» Stored data
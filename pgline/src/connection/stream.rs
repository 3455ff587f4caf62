use futures_core::Stream;
use std::{
    pin::Pin,
    task::{Context, Poll, ready},
};
use tokio::sync::{mpsc::UnboundedReceiver, oneshot};

use crate::{Result, error::ConnectionClosed, pipeline::Response, row::Row};

/// Rows of a streaming query, see [`Connection::fetch`][super::Connection::fetch].
///
/// Yields every row, then the command error if any.
#[derive(Debug)]
pub struct RowStream {
    rows: UnboundedReceiver<Row>,
    done: Option<oneshot::Receiver<Result<Response>>>,
    outcome: Option<Result<()>>,
}

impl RowStream {
    pub(crate) fn new(rows: UnboundedReceiver<Row>, done: oneshot::Receiver<Result<Response>>) -> Self {
        Self { rows, done: Some(done), outcome: None }
    }
}

impl Stream for RowStream {
    type Item = Result<Row>;

    fn poll_next(self: Pin<&mut Self>, cx: &mut Context<'_>) -> Poll<Option<Self::Item>> {
        let me = self.get_mut();

        if let Some(done) = me.done.as_mut() {
            if let Poll::Ready(Some(row)) = me.rows.poll_recv(cx) {
                return Poll::Ready(Some(Ok(row)));
            }
            let result = ready!(Pin::new(done).poll(cx));
            me.done = None;
            me.outcome = Some(match result {
                Ok(result) => result.map(|_| ()),
                Err(_) => Err(ConnectionClosed.into()),
            });
        }

        // every row is sent before the command resolves
        if let Ok(row) = me.rows.try_recv() {
            return Poll::Ready(Some(Ok(row)));
        }

        Poll::Ready(me.outcome.take().and_then(Result::err).map(Err))
    }
}
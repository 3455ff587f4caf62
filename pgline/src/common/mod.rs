//! Supporting utility type.
mod bytestr;
pub use bytestr::ByteStr;

/// Log with `log` crate when `log` feature enabled.
macro_rules! trace {
    ($($tt:tt)*) => {
        #[cfg(feature = "log")]
        log::trace!($($tt)*)
    };
}

macro_rules! debug {
    ($($tt:tt)*) => {
        #[cfg(feature = "log")]
        log::debug!($($tt)*)
    };
}

macro_rules! info {
    ($($tt:tt)*) => {
        #[cfg(feature = "log")]
        log::info!($($tt)*)
    };
}

macro_rules! warning {
    ($($tt:tt)*) => {
        #[cfg(feature = "log")]
        log::warn!($($tt)*)
    };
}

macro_rules! error {
    ($($tt:tt)*) => {
        #[cfg(feature = "log")]
        log::error!($($tt)*)
    };
}

/// Trace when `verbose` feature enabled.
macro_rules! verbose {
    ($($tt:tt)*) => {
        #[cfg(feature = "verbose")]
        tracing::trace!($($tt)*)
    };
}

/// Create and enter `Span` when `verbose` feature enabled.
macro_rules! span {
    ($($tt:tt)*) => {
        #[cfg(feature = "verbose")]
        let s = tracing::trace_span!($($tt)*);
        #[cfg(feature = "verbose")]
        let _s = s.enter();
    };
}

/// Declare a unit struct error with static message.
macro_rules! unit_error {
    ($(#[$doc:meta])* $vis:vis struct $name:ident($msg:literal);) => {
        $(#[$doc])*
        #[derive(Clone, Copy, PartialEq, Eq)]
        $vis struct $name;

        impl std::error::Error for $name { }

        impl std::fmt::Display for $name {
            fn fmt(&self, f: &mut std::fmt::Formatter<'_>) -> std::fmt::Result {
                f.write_str($msg)
            }
        }

        impl std::fmt::Debug for $name {
            fn fmt(&self, f: &mut std::fmt::Formatter<'_>) -> std::fmt::Result {
                write!(f, "\"{self}\"")
            }
        }
    };
}

pub(crate) use trace;
pub(crate) use debug;
pub(crate) use info;
pub(crate) use warning;
pub(crate) use error;
pub(crate) use verbose;
pub(crate) use span;
pub(crate) use unit_error;
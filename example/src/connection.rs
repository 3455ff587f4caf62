use std::env::var;
use pgline::{Config, Connection, Notification, Result, Verbosity};

pub async fn main() -> Result<()> {
    if let Ok(url) = var("DATABASE_URL") {
        let conn = Connection::connect(&url).await?;
        conn.execute("SELECT 1").await?;
        conn.close().await;
    }

    let conn = Connection::connect_env().await?;
    conn.execute("SELECT 1").await?;
    conn.close().await;

    // protocol trace through `log`
    let config = Config::from_env()?.verbosity(Verbosity::Frames);
    let conn = Connection::connect_lazy_with(config);
    let mut notifications = conn.subscribe();

    conn.execute("DO $$ BEGIN RAISE NOTICE 'hello from server'; END $$").await?;
    conn.close().await;

    while let Some(notification) = notifications.recv().await {
        match notification {
            Notification::Connected { backend_key } => tracing::info!("connected: {backend_key:?}"),
            Notification::ParameterStatus { name, value } => tracing::debug!("{name} = {value}"),
            Notification::Notice(notice) => tracing::info!("{notice}"),
            Notification::Error(err) => tracing::error!("{err}"),
            Notification::Closed => break,
        }
    }

    Ok(())
}
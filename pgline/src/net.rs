//! Socket transport.
use std::{
    io,
    pin::Pin,
    task::{Context, Poll},
};
use tokio::{
    io::{AsyncRead, AsyncWrite, ReadBuf},
    net::TcpStream,
};

use crate::{Config, common::debug};

/// Either [`TcpStream`] or unix socket, which implement
/// [`AsyncRead`] and [`AsyncWrite`] transparently.
pub struct Socket {
    kind: Kind,
}

enum Kind {
    Tcp(TcpStream),
    #[cfg(unix)]
    Unix(tokio::net::UnixStream),
}

impl Socket {
    /// Connect to the unix socket if configured host is a directory, otherwise tcp.
    pub async fn connect(config: &Config) -> io::Result<Socket> {
        match config.socket_path() {
            Some(path) => Self::connect_socket(&path).await,
            None => Self::connect_tcp(config.get_host(), config.get_port()).await,
        }
    }

    pub async fn connect_tcp(host: &str, port: u16) -> io::Result<Socket> {
        debug!("connecting to {host}:{port}");
        let socket = TcpStream::connect((host, port)).await?;
        socket.set_nodelay(true)?;
        Ok(Socket { kind: Kind::Tcp(socket) })
    }

    pub async fn connect_socket(path: &str) -> io::Result<Socket> {
        debug!("connecting to {path}");

        #[cfg(unix)]
        {
            let socket = tokio::net::UnixStream::connect(path).await?;
            Ok(Socket { kind: Kind::Unix(socket) })
        }

        #[cfg(not(unix))]
        {
            Err(io::Error::new(
                io::ErrorKind::Unsupported,
                format!("unix socket is not supported on this platform: {path}"),
            ))
        }
    }
}

impl AsyncRead for Socket {
    fn poll_read(
        mut self: Pin<&mut Self>,
        cx: &mut Context<'_>,
        buf: &mut ReadBuf<'_>,
    ) -> Poll<io::Result<()>> {
        match &mut self.kind {
            Kind::Tcp(t) => Pin::new(t).poll_read(cx, buf),
            #[cfg(unix)]
            Kind::Unix(u) => Pin::new(u).poll_read(cx, buf),
        }
    }
}

impl AsyncWrite for Socket {
    fn poll_write(
        mut self: Pin<&mut Self>,
        cx: &mut Context<'_>,
        buf: &[u8],
    ) -> Poll<io::Result<usize>> {
        match &mut self.kind {
            Kind::Tcp(t) => Pin::new(t).poll_write(cx, buf),
            #[cfg(unix)]
            Kind::Unix(u) => Pin::new(u).poll_write(cx, buf),
        }
    }

    fn poll_flush(mut self: Pin<&mut Self>, cx: &mut Context<'_>) -> Poll<io::Result<()>> {
        match &mut self.kind {
            Kind::Tcp(t) => Pin::new(t).poll_flush(cx),
            #[cfg(unix)]
            Kind::Unix(u) => Pin::new(u).poll_flush(cx),
        }
    }

    fn poll_shutdown(mut self: Pin<&mut Self>, cx: &mut Context<'_>) -> Poll<io::Result<()>> {
        match &mut self.kind {
            Kind::Tcp(t) => Pin::new(t).poll_shutdown(cx),
            #[cfg(unix)]
            Kind::Unix(u) => Pin::new(u).poll_shutdown(cx),
        }
    }
}

impl std::fmt::Debug for Socket {
    fn fmt(&self, f: &mut std::fmt::Formatter<'_>) -> std::fmt::Result {
        match &self.kind {
            Kind::Tcp(tcp) => std::fmt::Debug::fmt(tcp, f),
            #[cfg(unix)]
            Kind::Unix(unix) => std::fmt::Debug::fmt(unix, f),
        }
    }
}

#[cfg(all(test, unix))]
mod test {
    use super::*;

    #[tokio::test]
    async fn missing_unix_socket() {
        let config = Config::default().host("/nonexistent-pgline-dir").port(1);
        let err = Socket::connect(&config).await.unwrap_err();
        assert_eq!(err.kind(), io::ErrorKind::NotFound);
    }
}
//! Extension traits.

/// Integer signess in postgres docs is awful.
pub trait UsizeExt {
    /// Length is `usize` in rust, while postgres frames want `i32`,
    /// this will panic when overflow instead of wrapping.
    fn to_i32(self) -> i32;
}

impl UsizeExt for usize {
    fn to_i32(self) -> i32 {
        self.try_into().expect("message size too large for protocol")
    }
}

/// Helper trait to [`Display`][std::fmt::Display] bytes.
pub trait FmtExt {
    /// Lossy [`Display`][std::fmt::Display] bytes.
    fn lossy(&self) -> LossyFmt<'_>;
}

/// Lossy [`Display`][std::fmt::Display] implementation for bytes.
pub struct LossyFmt<'a>(pub &'a [u8]);

impl FmtExt for [u8] {
    fn lossy(&self) -> LossyFmt<'_> {
        LossyFmt(self)
    }
}

impl std::fmt::Display for LossyFmt<'_> {
    fn fmt(&self, f: &mut std::fmt::Formatter<'_>) -> std::fmt::Result {
        for &b in self.0 {
            if b.is_ascii_graphic() || b == b' ' {
                write!(f, "{}", b as char)?;
            } else {
                write!(f, "\\x{b:02x}")?;
            }
        }
        Ok(())
    }
}

impl std::fmt::Debug for LossyFmt<'_> {
    fn fmt(&self, f: &mut std::fmt::Formatter<'_>) -> std::fmt::Result {
        write!(f, "b\"{self}\"")
    }
}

» Requirement
Reproduce, word for word, the line containing "b as char)?;" along with every later line of the listing, and leave out all earlier lines.

» Exercise response
                write!(f, "{}", b as char)?;
            } else {
                write!(f, "\\x{b:02x}")?;
            }
        }
        Ok(())
    }
}

impl std::fmt::Debug for LossyFmt<'_> {
    fn fmt(&self, f: &mut std::fmt::Formatter<'_>) -> std::fmt::Result {
        write!(f, "b\"{self}\"")
    }
}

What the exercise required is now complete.